16 August 2007
editorial
Johannesburg — HOW times have changed! Not only are we planning to generate a lot more of our electricity from nuclear, because it's "greener" than coal, but we also have aspirations to build a (peaceful) nuclear industry that draws on some of the skills built up for the apartheid government's nuclear weapons programme.
It's all quite ironic. But it does make some sense. Nearly 90% of SA's power comes from coal and we have coal reserves that will last us for centuries to come. But coal is not as cheap as it once was and, more to the point, it's very dirty, in environmental terms. Nuclear fuel is much cleaner when it comes to emissions and given mounting concerns about global warming, it's started to look a lot more attractive than it used to. Safer too. And though it's desirable to look at other renewable energy sources such as wind and water, nuclear is the only source capable of generating power at scale. So for SA any new "base-load" power stations that aren't coal-fired will have to be nuclear.
And that's the plan: half of the generating capacity Eskom plans to build in the next 20 years will be nuclear, as it cuts dependence on coal to less than 70%. The minerals and energy department wants nuclear's contribution to SA's energy mix to rise from 6% to more than 15% over the next few of decades.
But nuclear has another potential plus for SA, because we have the fuel right here underground. SA has the world's fifth-largest uranium resources. But it's only the world's 11th largest producer. The new nuclear energy policy that the department released this week for public comment aims to change that, setting out a strategy aimed at boosting uranium mining and beneficiation. Government aspires to build a new industry around nuclear, the department says . That includes enriching uranium and producing fuel -- an industry that is not new to SA since the former Atomic Energy Corporation, now the Nuclear Energy Corporation, was doing just that under apartheid.
The emphasis now is on peaceful purposes only, as the policy document emphasises. And though the global politics of producing nuclear fuel are delicate, SA did voluntarily dismantle its nuclear weapons capacity before 1994 and that should help its standing in the international nuclear community.
But all this could cost taxpayers a great deal. We need a lot more transparency on what the beneficiation strategy might involve, and how it will be funded. We need detail too on just what the new nuclear policy will mean for the mining industry.
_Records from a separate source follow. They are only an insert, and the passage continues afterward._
//! Kill rewards.

use crate::rng::SimRng;

/// Experience and gold granted to the player for a kill.
#[derive(Clone, Copy, Debug, Default, PartialEq, Eq)]
#[cfg_attr(feature = "serde", derive(serde::Serialize, serde::Deserialize))]
pub struct Reward {
    pub experience: u32,
    pub gold: u32,
}

/// Scales both base values by independent random multipliers.
///
/// Each multiplier is a whole percentage drawn uniformly from
/// `[100, 100 + variance_pct]`; the scaled value is truncated and never
/// leaves `[base, floor(base * (100 + variance_pct) / 100)]`.
pub fn roll_reward(
    base_experience: u32,
    base_gold: u32,
    variance_pct: u32,
    rng: &mut (impl SimRng + ?Sized),
) -> Reward {
    Reward {
        experience: scale(base_experience, variance_pct, rng),
        gold: scale(base_gold, variance_pct, rng),
    }
}

fn scale(base: u32, variance_pct: u32, rng: &mut (impl SimRng + ?Sized)) -> u32 {
    let bonus = rng.range(0, variance_pct.min(100));
    let scaled = u64::from(base) * u64::from(100 + bonus) / 100;
    scaled.min(u64::from(u32::MAX)) as u32
}

#[cfg(test)]
mod tests {
    use super::*;
    use crate::rng::{PcgRng, SequenceRng};

    #[test]
    fn multiplier_bounds() {
        // range(0, 20) maps raw 0 to +0% and raw 20 to +20%.
        let mut rng = SequenceRng::new([0, 20]);
        let reward = roll_reward(50, 10, 20, &mut rng);
        assert_eq!(reward, Reward { experience: 50, gold: 12 });
    }

    #[test]
    fn rewards_stay_clamped() {
        let mut rng = PcgRng::seeded(3);
        for _ in 0..200 {
            let reward = roll_reward(10, 5, 20, &mut rng);
            assert!((10..=12).contains(&reward.experience));
            assert!((5..=6).contains(&reward.gold));
        }
    }
}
Because uranium is seen as strategic, it's treated differently to other minerals. The minerals and energy department wants to ensure adequate local supplies of uranium for Eskom's new nuclear plants, as well as more for export, and it's talking about "regulatory" incentives for uranium mining. It could, for example, grant mining licences on condition miners supply a certain percentage of their output to the state for local nuclear power generation. But that has to be spelled out soon: with the uranium price soaring, there's plenty of interest in expansion in the industry. The department must not stifle the momentum with regulatory uncertainty.
But government must take care too not to have delusions of grandeur. In theory it makes sense to develop an industry around nuclear because we have uranium, are building power stations and have certain of the skills. But this is an extremely high-tech industry. Skills of that kind are in short supply and SA needs them elsewhere in its energy industry too. What's more, though it may sound good for SA to aspire to "global leadership" in the nuclear industry, as the policy document says, it's fairly unlikely we will be taken that seriously as a global player in so sensitive and high-tech a field. So let's aim for a realistic strategy rather than one that's too ambitious -- or too costly.